Prendre un volant reste paradoxal : c’est une pratique individuelle qui s’exerce sur des routes, où l’on vit en collectivité…
C’est très juste. La route est un lieu public à partager en bonne citoyenneté. Or, dans notre véhicule, nous sommes plus isolés que jamais. En voiture, l’autre n’existe plus. Et s’il n’existe plus, à la limite, je peux le tuer. La voiture est une incroyable machine à faire régresser. On voit des gens très bien revenir à des réactions d’enfants, se sentir maîtres du monde. Chez le nourrisson, cela s’appelle « la toute-puissance ». La voiture nous ramène à ce stade, elle transforme l’agneau en loup. Mes recherches tendent à démontrer que l’on ne conduit pas comme on vit. On voit des gens dangereux sur la route, mais prudents avec leur compte en banque ou avec leur taux de cholestérol. D’autres prennent des risques insensés sur une falaise le dimanche, puis rentrent en voiture avec une extrême prudence. Oui, je peux donc dire que la voiture transforme l’homme, car la majorité des gens se comportent différemment au volant et dans leur vie.

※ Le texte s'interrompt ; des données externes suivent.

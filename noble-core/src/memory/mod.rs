//! Memory records, kinds and tags.
//!
//! [`MemoryRecord`] is the unit every other module works on; [`MemoryKind`]
//! carries the per-kind rule table; [`MemoryTag`] drives retention caps and
//! gossip filtering.

pub mod kind;
pub mod record;

pub use kind::{Affinity, DecayClass, KindProfile, MemoryKind};
pub use record::MemoryRecord;

use serde::{Deserialize, Serialize};

/// Classification label on a record.
#[derive(Debug, Clone, Copy, PartialEq, Eq, Hash, PartialOrd, Ord, Serialize, Deserialize)]
pub enum MemoryTag {
    /// Heard from someone else.
    Gossip,
    /// About a battle won.
    BattleVictory,
    /// About a battle lost.
    BattleDefeat,
    /// About a betrayal.
    Betrayal,
    /// Political matters.
    Political,
    /// Mistreatment by one's liege.
    LiegeMistreatment,
    /// Trade agreements.
    TradeAgreement,
    /// Held as established fact.
    Belief,
}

Cette voiture qui isole n’est-elle pas à l’image de nos sociétés, de plus en plus individualistes ?
Absolument. Il y a 40 ans, les voitures étaient bruyantes, on était en contact avec les autres et l’extérieur. Aujourd’hui, nous passons plusieurs heures par jour en voiture. Progressivement, les constructeurs en ont fait une petite maison dans laquelle le conducteur se retrouve coupé du reste du monde. Ils ont conçu des voitures silencieuses, avec des intérieurs cuir, des lecteurs de disques laser, des écrans. Si on continue, on aura bientôt des home-cinemas ou des barbecues dans nos voitures !
N’est-ce pas un progrès ?
Ça l’est évidemment en termes de confort. Mais ce confort à un coût, il vous coupe d’autrui. L’automobiliste se sent comme dans sa bulle. J’appelle ça la « bulle utérus », parce que la voiture devient aussi confortable que le ventre de la mère. Or, plus que la vitesse ou l’alcool, c’est l’individualisme qui tue sur la route. Dès qu’on améliore la prise en compte d’autrui, tous les facteurs de risques s’amenuisent mécaniquement. Ce n’est pas un hasard si les pays les plus vertueux en matière de sécurité routière sont aussi ceux où le civisme est une valeur forte.

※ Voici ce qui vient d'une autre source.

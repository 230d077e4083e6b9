//! Gossip: memory selection, diffusion, belief formation and the
//! rate-limited relationship consequences of hearing a story.
//!
//! One [`GossipEngine::try_gossip`] call is one speaker's attempt for the day:
//!
//! ```text
//! speaker eligible? ─▶ nearby listeners ─▶ pick memory ─▶ pick listener
//!        │                                                    │
//!        ▼                                                    ▼
//!   pair cooldown ─▶ already known? ─▶ first hearing / repeat + belief
//!                                                    │
//!                                                    ▼
//!                              consequence rules ─▶ rate limiter ─▶ World
//! ```

pub mod belief;
pub mod log;
pub mod rate_limit;
pub mod rules;

pub use belief::{BELIEF_THRESHOLD, BeliefInputs, belief_score, should_promote};
pub use log::{GossipEvent, GossipLog};
pub use rate_limit::{RateLimitOutcome, RateLimiter};
pub use rules::{ConsequenceRule, Recipient, rules_for};

use std::cmp::Ordering;
use std::collections::HashMap;
use std::sync::Arc;

use ordered_float::OrderedFloat;
use rand::SeedableRng;
use rand::rngs::StdRng;
use rand::seq::SliceRandom;
use tracing::{debug, debug_span, trace};

use crate::agent::{AgentRegistry, AgentState};
use crate::config::{DecayRates, GossipConfig};
use crate::decay;
use crate::memory::{MemoryKind, MemoryRecord, MemoryTag};
use crate::metrics::{SocietyCounters, spans};
use crate::types::{ActorId, ActorPair, GameTime, TraitSnapshot};
use crate::world::World;

// ---------------------------------------------------------------------------
// Outcomes
// ---------------------------------------------------------------------------

/// Why a gossip attempt stopped before reaching a listener.
#[derive(Debug, Clone, Copy, PartialEq, Eq)]
pub enum SkipReason {
    /// The speaker holds no live memory.
    NoLiveMemory,
    /// The speaker is dead, underage, not a lord, or unknown.
    SpeakerIneligible,
    /// Nobody suitable nearby.
    NoListeners,
    /// No memory qualified for sharing.
    NothingToShare,
    /// This pair already talked within the cooldown.
    PairCoolingDown,
    /// The listener already holds this exact account.
    AlreadyKnown,
}

/// One relation change requested by a consequence rule.
#[derive(Debug, Clone, PartialEq, Eq)]
pub struct RelationEffect {
    /// Whose relation changes toward whom: the listener toward this actor.
    pub toward: ActorId,
    /// Rule reason key.
    pub reason: &'static str,
    /// What the limiter decided.
    pub outcome: RateLimitOutcome,
}

/// A gossip exchange that reached a listener.
#[derive(Debug, Clone, PartialEq)]
pub struct Hearing {
    /// Who told it.
    pub speaker: ActorId,
    /// Who heard it.
    pub listener: ActorId,
    /// Underlying kind of the shared memory.
    pub kind: MemoryKind,
    /// Whether this was the first time the listener heard it.
    pub first_hearing: bool,
    /// Listener's repeat count after this hearing.
    pub repeat_count: u32,
    /// Whether this hearing promoted the rumour to a belief.
    pub belief_promoted: bool,
    /// Consequence rules that fired.
    pub effects: Vec<RelationEffect>,
}

/// Result of one gossip attempt.
#[derive(Debug, Clone, PartialEq)]
pub enum GossipOutcome {
    /// Nothing was told.
    Skipped(SkipReason),
    /// A story was told.
    Shared(Hearing),
}

impl GossipOutcome {
    /// The hearing, if one happened.
    #[must_use]
    pub fn hearing(&self) -> Option<&Hearing> {
        match self {
            Self::Shared(h) => Some(h),
            Self::Skipped(_) => None,
        }
    }
}

// ---------------------------------------------------------------------------
// Selection helpers
// ---------------------------------------------------------------------------

/// Gossip-worthiness of a record for a speaker.
///
/// `weight × affinity(speaker, kind) / (age_days + 1)`.
#[must_use]
#[allow(clippy::cast_possible_truncation)]
pub fn share_score(record: &MemoryRecord, speaker: &TraitSnapshot, now: GameTime) -> f32 {
    let affinity = record.effective_kind().trait_affinity(speaker);
    record.weight * affinity / (record.age_days(now) as f32 + 1.0)
}

/// The speaker's best memory to share, if any.
///
/// Candidates are live, not expired, and not already common knowledge.
/// Ties keep list order.
#[must_use]
pub fn select_memory<'a>(
    agent: &'a AgentState,
    speaker: &TraitSnapshot,
    now: GameTime,
) -> Option<&'a MemoryRecord> {
    let modifier = decay::decay_modifier(speaker);
    let mut best: Option<(OrderedFloat<f32>, &MemoryRecord)> = None;
    for record in agent.live_memories() {
        if decay::is_expired(record, now, modifier) || record.is_established_gossip() {
            continue;
        }
        let score = OrderedFloat(share_score(record, speaker, now));
        if best.is_none_or(|(top, _)| score.cmp(&top) == Ordering::Greater) {
            best = Some((score, record));
        }
    }
    best.map(|(_, record)| record)
}

/// Lords the speaker could talk to right now.
///
/// In a settlement: everyone there. Otherwise the leaders of the speaker's
/// army, or failing that the speaker's own party.
pub fn nearby_nobles<W: World + ?Sized>(world: &W, speaker: ActorId) -> Vec<ActorId> {
    let candidates = if let Some(settlement) = world.current_settlement(speaker) {
        world.settlement_heroes(settlement)
    } else {
        let army = world.army_leaders(speaker);
        if army.is_empty() { world.party_heroes(speaker) } else { army }
    };

    candidates
        .into_iter()
        .filter(|&id| id != speaker)
        .filter(|&id| world.profile(id).is_some_and(|p| p.can_gossip()))
        .collect()
}

// ---------------------------------------------------------------------------
// GossipEngine
// ---------------------------------------------------------------------------

/// Owns the gossip ledgers, the RNG and the observability log.
#[derive(Debug)]
pub struct GossipEngine {
    config: GossipConfig,
    rates: DecayRates,
    rng: StdRng,
    last_interaction: HashMap<ActorPair, GameTime>,
    ledgers_pruned_at: Option<GameTime>,
    limiter: RateLimiter,
    log: GossipLog,
    counters: Arc<SocietyCounters>,
}

impl GossipEngine {
    /// Create an engine. A configured seed makes runs reproducible.
    #[must_use]
    pub fn new(config: GossipConfig, rates: DecayRates, counters: Arc<SocietyCounters>) -> Self {
        let rng = match config.rng_seed {
            Some(seed) => StdRng::seed_from_u64(seed),
            None => StdRng::from_entropy(),
        };
        let limiter = RateLimiter::new(config.same_reason_cooldown_days, config.weekly_pair_delta_cap);
        Self {
            config,
            rates,
            rng,
            last_interaction: HashMap::new(),
            ledgers_pruned_at: None,
            limiter,
            log: GossipLog::new(),
            counters,
        }
    }

    /// The gossip log.
    #[must_use]
    pub fn log(&self) -> &GossipLog {
        &self.log
    }

    /// The rate limiter (for inspection).
    #[must_use]
    pub fn limiter(&self) -> &RateLimiter {
        &self.limiter
    }

    /// When this unordered pair last exchanged gossip.
    #[must_use]
    pub fn last_interaction(&self, a: ActorId, b: ActorId) -> Option<GameTime> {
        self.last_interaction.get(&ActorPair::unordered(a, b)).copied()
    }

    /// Unordered pairs still inside the interaction cooldown.
    #[must_use]
    pub fn tracked_pairs(&self) -> usize {
        self.last_interaction.len()
    }

    /// Drop lapsed pair cooldowns and limiter entries, at most once a day.
    fn prune_ledgers(&mut self, now: GameTime) {
        if self
            .ledgers_pruned_at
            .is_some_and(|at| now.days_since(at) < 1.0)
        {
            return;
        }
        let cooldown = self.config.pair_cooldown_days;
        let before = self.last_interaction.len();
        self.last_interaction
            .retain(|_, last| now.days_since(*last) < cooldown);
        let dropped = before - self.last_interaction.len() + self.limiter.prune(now);
        self.ledgers_pruned_at = Some(now);
        if dropped > 0 {
            trace!(dropped, "Gossip ledgers pruned");
        }
    }

    /// One gossip attempt by `speaker`.
    pub fn try_gossip<W: World + ?Sized>(
        &mut self,
        registry: &mut AgentRegistry,
        speaker: ActorId,
        world: &mut W,
    ) -> GossipOutcome {
        let _span = debug_span!(spans::GOSSIP, %speaker).entered();
        let outcome = self.attempt(registry, speaker, world);
        match &outcome {
            GossipOutcome::Skipped(reason) => {
                trace!(%speaker, ?reason, "Gossip skipped");
                SocietyCounters::bump(&self.counters.gossip_skipped);
            }
            GossipOutcome::Shared(hearing) => {
                debug!(
                    %speaker,
                    listener = %hearing.listener,
                    kind = %hearing.kind,
                    first = hearing.first_hearing,
                    repeats = hearing.repeat_count,
                    believed = hearing.belief_promoted,
                    effects = hearing.effects.len(),
                    "Gossip shared"
                );
                SocietyCounters::bump(&self.counters.gossip_exchanges);
            }
        }
        outcome
    }

    fn attempt<W: World + ?Sized>(
        &mut self,
        registry: &mut AgentRegistry,
        speaker: ActorId,
        world: &mut W,
    ) -> GossipOutcome {
        let now = world.now();
        self.log.prune(now, self.config.log_lifespan_days);
        self.prune_ledgers(now);

        let Some(speaker_agent) = registry.get(speaker) else {
            return GossipOutcome::Skipped(SkipReason::NoLiveMemory);
        };
        if !speaker_agent.has_live_memory() {
            return GossipOutcome::Skipped(SkipReason::NoLiveMemory);
        }
        if !world.profile(speaker).is_some_and(|p| p.can_gossip()) {
            return GossipOutcome::Skipped(SkipReason::SpeakerIneligible);
        }

        let pool = nearby_nobles(world, speaker);
        if pool.is_empty() {
            return GossipOutcome::Skipped(SkipReason::NoListeners);
        }

        let speaker_traits = world.traits(speaker);
        let Some(memory) = select_memory(speaker_agent, &speaker_traits, now).cloned() else {
            return GossipOutcome::Skipped(SkipReason::NothingToShare);
        };
        let Some(&listener) = pool.choose(&mut self.rng) else {
            return GossipOutcome::Skipped(SkipReason::NoListeners);
        };

        if self
            .last_interaction(speaker, listener)
            .is_some_and(|last| now.days_since(last) < self.config.pair_cooldown_days)
        {
            return GossipOutcome::Skipped(SkipReason::PairCoolingDown);
        }

        let listener_agent = registry.get_or_create(listener);
        if listener_agent.find_same_account(&memory).is_some() {
            return GossipOutcome::Skipped(SkipReason::AlreadyKnown);
        }

        self.log.push(GossipEvent {
            speaker,
            listener,
            subject: memory.target,
            topic: memory.kind.name().to_owned(),
            message: memory.notes.clone(),
            location: world.current_settlement(speaker),
            timestamp: now,
        });

        let kind = memory.effective_kind();
        let mut hearing = Hearing {
            speaker,
            listener,
            kind,
            first_hearing: false,
            repeat_count: 1,
            belief_promoted: false,
            effects: Vec::new(),
        };

        if let Some(rumour) = listener_agent.find_rumour_mut(&memory) {
            rumour.repeat_count = (rumour.repeat_count + 1).min(self.config.max_repeat_count);
            rumour.weight += self.config.repeat_weight_bump;
            hearing.repeat_count = rumour.repeat_count;

            let inputs = BeliefInputs {
                trust: world.relation(speaker, listener),
                listener: world.traits(listener),
                kind,
                about_own_clan: world
                    .clan_of(listener)
                    .is_some_and(|clan| world.clan_of(memory.target) == Some(clan)),
            };
            let score = belief_score(&inputs);
            if should_promote(hearing.repeat_count, score) {
                let belief = MemoryRecord::with_rates(
                    kind,
                    speaker,
                    memory.target,
                    memory.weight * 0.5,
                    memory.notes.clone(),
                    now,
                    &self.rates,
                );
                listener_agent.push(belief);
                hearing.belief_promoted = true;
                SocietyCounters::bump(&self.counters.beliefs_promoted);
                debug!(%listener, %kind, score, "Rumour promoted to belief");
            } else {
                trace!(%listener, %kind, score, repeats = hearing.repeat_count, "Rumour not believed");
            }
        } else {
            let mut heard = MemoryRecord::with_rates(
                MemoryKind::GossipHeard,
                speaker,
                memory.target,
                self.config.first_hearing_weight,
                memory.notes.clone(),
                now,
                &self.rates,
            )
            .tagged(MemoryTag::Gossip);
            heard.original_kind = Some(kind);
            listener_agent.push(heard);
            hearing.first_hearing = true;
        }

        if !self.config.require_belief_for_relation || hearing.belief_promoted {
            hearing.effects = self.apply_consequences(world, &memory, speaker, listener, now);
        }

        self.last_interaction.insert(ActorPair::unordered(speaker, listener), now);
        GossipOutcome::Shared(hearing)
    }

    fn apply_consequences<W: World + ?Sized>(
        &mut self,
        world: &mut W,
        memory: &MemoryRecord,
        speaker: ActorId,
        listener: ActorId,
        now: GameTime,
    ) -> Vec<RelationEffect> {
        let traits = world.traits(listener);
        let mut effects = Vec::new();

        for rule in rules_for(memory.effective_kind()) {
            if !rule.fires(&traits, &mut self.rng) {
                continue;
            }
            let toward = match rule.recipient {
                Recipient::MemorySource => memory.source,
                Recipient::Speaker => speaker,
            };
            let outcome = self.limiter.admit(listener, toward, rule.delta, rule.reason, now);
            match outcome {
                RateLimitOutcome::Applied(_) => {
                    SocietyCounters::bump(&self.counters.relation_deltas_applied);
                }
                RateLimitOutcome::Clipped { .. } => {
                    SocietyCounters::bump(&self.counters.relation_deltas_clipped);
                }
                RateLimitOutcome::CoolingDown | RateLimitOutcome::BudgetExhausted => {
                    SocietyCounters::bump(&self.counters.relation_deltas_suppressed);
                }
                RateLimitOutcome::Ignored => {}
            }
            if let Some(delta) = outcome.granted() {
                world.apply_relation_delta(listener, toward, delta, true);
            }
            effects.push(RelationEffect {
                toward,
                reason: rule.reason,
                outcome,
            });
        }
        effects
    }
}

Chaque semaine en moyenne, trois personnes meurent sur les routes à Maurice. Pourquoi cela ne choque-t-il plus personne ?

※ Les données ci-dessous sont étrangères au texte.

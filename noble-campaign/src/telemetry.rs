//! Tracing subscriber setup for hosts that don't install their own.

use tracing_subscriber::EnvFilter;

use noble_core::config::GeneralConfig;

/// Build the filter: `RUST_LOG` wins, otherwise `general.log_level`.
#[must_use]
pub fn env_filter(general: &GeneralConfig) -> EnvFilter {
    EnvFilter::try_from_default_env().unwrap_or_else(|_| EnvFilter::new(&general.log_level))
}

/// Install a global `fmt` subscriber, JSON-formatted if configured.
///
/// Returns `false` if a global subscriber was already set.
pub fn init_tracing(general: &GeneralConfig) -> bool {
    let builder = tracing_subscriber::fmt()
        .with_env_filter(env_filter(general))
        .with_target(true);

    let installed = if general.json_logs {
        builder.json().try_init().is_ok()
    } else {
        builder.try_init().is_ok()
    };

    if installed {
        tracing::info!(level = %general.log_level, json = general.json_logs, "Noble society tracing ready");
    }
    installed
}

Parce que le risque routier est probablement accepté socialement. Si je vous tue dans les rues de Port-Louis avec une arme à feu, la société mauricienne, a priori, ne l’acceptera pas. Mais si mon « arme » est une moto, la société sera beaucoup plus tolérante. On dira que c’est un accident, la faute à pas de chance. C’est comme si le corps social avait trouvé dans la route une échappatoire pour évacuer sa dose de violence. Il y a aussi le fait que les drames de la route, à moins d’un très grave accident, ne marquent pas les esprits. Dix morts dans des inondations entraînent une importante couverture médiatique qui crée de l’émotion. Mais dix morts sur la route, ça n’arrive qu’en un mois, un par un. Ces victimes disparaissent de l’inconscient collectif.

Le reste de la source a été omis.